Zaio Corporation Approves Debenture Interest Payments
CALGARY, Jan. 14, 2016 /CNW/ - Zaio Corporation (TSXV: ZAO) (the "Company" or "Zaio") announces that debentureholders have agreed to take shares as payment for a total of $209,150 of the December 31, 2015 debenture interest payment pursuant to the terms of the debentures issued under the trust indenture dated May 9, 2013. Subject to TSX Venture Exchange approval, the Company will issue 2,614,375 common shares in lieu of cash based a deemed conversion price per share of $0.08, being the greater of the 20 day weighted average trading price of Zaio's shares prior to December 31, 2015 and closing market price of Zaio's shares on last trading day prior to the interest payment date.
A total of $13,000 of debenture interest payments has been made in cash pursuant to the terms of the May 9, 2013 trust indenture. Holders of approximately 94 percent of the outstanding debentures agreed to take shares as their form of interest payment for this semi-annual interest payment date.
About Zaio Corporation
Zaio Corporation, and its wholly owned subsidiary Valuation Vision Inc., were founded on the simple premise that current real estate valuation technologies lacked the information necessary to deal with today's dynamic housing market. Zaio is disrupting what was thought possible by building powerful data and technology solutions that leverages the expertise of real estate and appraisal professionals at a massive scale. Every day our GSE, banking, and investor clients rely on our proprietary solutions to fund loans and value assets. At Zaio, our mission is to ensure that our solutions provide businesses and consumers unparalleled insight into their real estate assets. For more information, visit www.zaio.com.

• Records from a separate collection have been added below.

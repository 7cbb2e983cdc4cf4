//! The ExchangeRateApi manages the conversion rate between the quote currency and the local
//! currency that sellers actually transfer to the receiving bank account.

use std::fmt::Debug;

use log::info;

use crate::{
    api::exchange_objects::ExchangeRate,
    traits::{ExchangeRateError, ExchangeRates},
};

pub struct ExchangeRateApi<B> {
    db: B,
}

impl<B> Debug for ExchangeRateApi<B> {
    fn fmt(&self, f: &mut std::fmt::Formatter<'_>) -> std::fmt::Result {
        write!(f, "ExchangeRateApi")
    }
}

impl<B> ExchangeRateApi<B>
where B: ExchangeRates
{
    pub fn new(db: B) -> Self {
        Self { db }
    }

    /// The current rate. A default rate row is created on first read, so this always succeeds
    /// on a healthy database.
    pub async fn fetch_or_default(&self) -> Result<ExchangeRate, ExchangeRateError> {
        self.db.fetch_or_default().await
    }

    /// Replaces the rate. Admin only; the rate must be positive.
    pub async fn set_rate(&self, rate: i64) -> Result<ExchangeRate, ExchangeRateError> {
        if rate <= 0 {
            return Err(ExchangeRateError::InvalidRate(rate));
        }
        let rate = self.db.set_rate(rate).await?;
        info!("💱️ Exchange rate updated: {rate}");
        Ok(rate)
    }
}
use std::{
    fmt::Display,
    iter::Sum,
    ops::{Add, Mul, Neg, Sub, SubAssign},
};

use serde::{Deserialize, Serialize};
use sqlx::Type;
use thiserror::Error;

use crate::op;

pub const QUOTE_CURRENCY_CODE: &str = "USD";
pub const QUOTE_CURRENCY_CODE_LOWER: &str = "usd";

//--------------------------------------      Money       ------------------------------------------------------------
/// An amount of quote currency, stored as an integer number of cents.
#[derive(Debug, Clone, Copy, Default, Type, Ord, PartialOrd, Serialize, Deserialize)]
#[sqlx(transparent)]
pub struct Money(i64);

op!(binary Money, Add, add);
op!(binary Money, Sub, sub);
op!(inplace Money, SubAssign, sub_assign);
op!(unary Money, Neg, neg);

impl Mul<i64> for Money {
    type Output = Self;

    fn mul(self, rhs: i64) -> Self::Output {
        Self::from(self.value() * rhs)
    }
}

impl Sum for Money {
    fn sum<I: Iterator<Item = Self>>(iter: I) -> Self {
        iter.fold(Self::default(), Add::add)
    }
}

#[derive(Debug, Clone, Error)]
#[error("Value cannot be represented as a monetary amount: {0}")]
pub struct MoneyConversionError(String);

impl From<i64> for Money {
    fn from(value: i64) -> Self {
        Self(value)
    }
}

impl PartialEq for Money {
    fn eq(&self, other: &Self) -> bool {
        self.0 == other.0
    }
}

impl Eq for Money {}

impl TryFrom<u64> for Money {
    type Error = MoneyConversionError;

    fn try_from(value: u64) -> Result<Self, Self::Error> {
        if value > i64::MAX as u64 {
            Err(MoneyConversionError(format!("Value {value} is too large to convert to Money")))
        } else {
            #[allow(clippy::cast_possible_wrap)]
            let cents = value as i64;
            Ok(Self(cents))
        }
    }
}

impl Display for Money {
    fn fmt(&self, f: &mut std::fmt::Formatter<'_>) -> std::fmt::Result {
        let sign = if self.0 < 0 { "-" } else { "" };
        let cents = self.0.abs();
        write!(f, "{sign}${}.{:02}", cents / 100, cents % 100)
    }
}

impl Money {
    /// The amount in cents.
    pub fn value(&self) -> i64 {
        self.0
    }

    pub fn from_dollars(dollars: i64) -> Self {
        Self(dollars * 100)
    }

    pub fn is_positive(&self) -> bool {
        self.0 > 0
    }
}

#[cfg(test)]
mod test {
    use super::*;

    #[test]
    fn money_arithmetic() {
        let a = Money::from_dollars(10);
        let b = Money::from(250);
        assert_eq!(a + b, Money::from(1250));
        assert_eq!(a - b, Money::from(750));
        assert_eq!(-b, Money::from(-250));
        assert_eq!(b * 4, Money::from_dollars(10));
        let mut c = a;
        c -= b;
        assert_eq!(c, Money::from(750));
        assert_eq!([a, b, b].into_iter().sum::<Money>(), Money::from(1500));
    }

    #[test]
    fn money_display() {
        assert_eq!(Money::from_dollars(12).to_string(), "$12.00");
        assert_eq!(Money::from(1234).to_string(), "$12.34");
        assert_eq!(Money::from(5).to_string(), "$0.05");
        assert_eq!(Money::from(-305).to_string(), "-$3.05");
    }
}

Neither TSX Venture Exchange nor its Regulation Services Provider (as that term is defined in the policies of the TSX Venture Exchange) accepts responsibility for the adequacy or accuracy of this release.
This news release does not constitute an offer to sell or a solicitation of an offer to buy and of the securities in the United States. The securities of the Company will not be registered under the United States Securities Act of 1933, as amended the U.S. Securities Act, and may not be offered or sold within the United States or to, or for the account or benefit of U.S. persons except in certain transactions exempt from the registration requirements of the U.S. Securities Act.
The Company believes that the expectations reflected in this news release are reasonable but actual results may be affected by a variety of variables and may be materially different from the results or events predicted in the forward-looking statements. Readers are therefore cautioned not to place undue reliance on these forward-looking statements. In evaluating forward-looking statements readers should consider the risk factors which could cause actual results or events to differ materially from those indicated by such forward-looking statements. These forward-looking statements are made as of the date hereof and unless otherwise required by applicable securities laws, the Company does not intend nor does it undertake any obligation to update or revise any forward-looking statements.